Top of RECORDS TO PROCESS

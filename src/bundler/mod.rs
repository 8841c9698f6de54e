//! Release bundling for Generation Two.
//!
//! Produces one artifact per platform by driving external packaging tools:
//!
//! - **Windows**: single-file `.exe` via PyInstaller
//! - **Linux**: `.deb` via a source distribution and stdeb
//! - **macOS**: `.app` via PyInstaller, wrapped into a `.dmg` by create-dmg
//!
//! Inputs are resolved once with [`resolve_inputs`] before any tool runs,
//! then [`Bundler`] runs the requested builds one after another.

pub mod builder;
pub mod command;
pub mod error;
pub mod freeze;
pub mod paths;
pub mod platform;
pub mod recipe;
pub mod report;
pub mod settings;
pub mod utils;

pub use builder::{BuildPlan, BuildRequest, BundledArtifact, Bundler, clean_output_dirs};
pub use error::{Error, Result};
pub use paths::{ProjectLayout, ResolvedInputs, resolve_inputs};
pub use platform::PackageType;
pub use report::Reporter;
pub use settings::{FileConfig, HostPlatform, Settings, SettingsBuilder};
//! Generation Two release bundler.
//!
//! Builds the platform release artifacts (.exe, .deb, .dmg) for the
//! Generation Two GUI by driving PyInstaller, stdeb and create-dmg.

use generation_two_bundler::cli;
use std::process;

#[tokio::main(flavor = "current_thread")]
async fn main() {
    // Initialize logging
    env_logger::init();

    let exit_code = match cli::run().await {
        Ok(code) => code,
        Err(e) => {
            eprintln!("Error: {}", e);
            e.exit_code()
        }
    };

    process::exit(exit_code);
}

Bottom of RECORDS TO PROCESS

__DIRECTIONS__. Return, with no change at all, every line in the entries above from the line containing "Produces one artifact" through the line containing "pub mod builder;".

__TASK RESULT__.
//! Produces one artifact per platform by driving external packaging tools:
//!
//! - **Windows**: single-file `.exe` via PyInstaller
//! - **Linux**: `.deb` via a source distribution and stdeb
//! - **macOS**: `.app` via PyInstaller, wrapped into a `.dmg` by create-dmg
//!
//! Inputs are resolved once with [`resolve_inputs`] before any tool runs,
//! then [`Bundler`] runs the requested builds one after another.

pub mod builder;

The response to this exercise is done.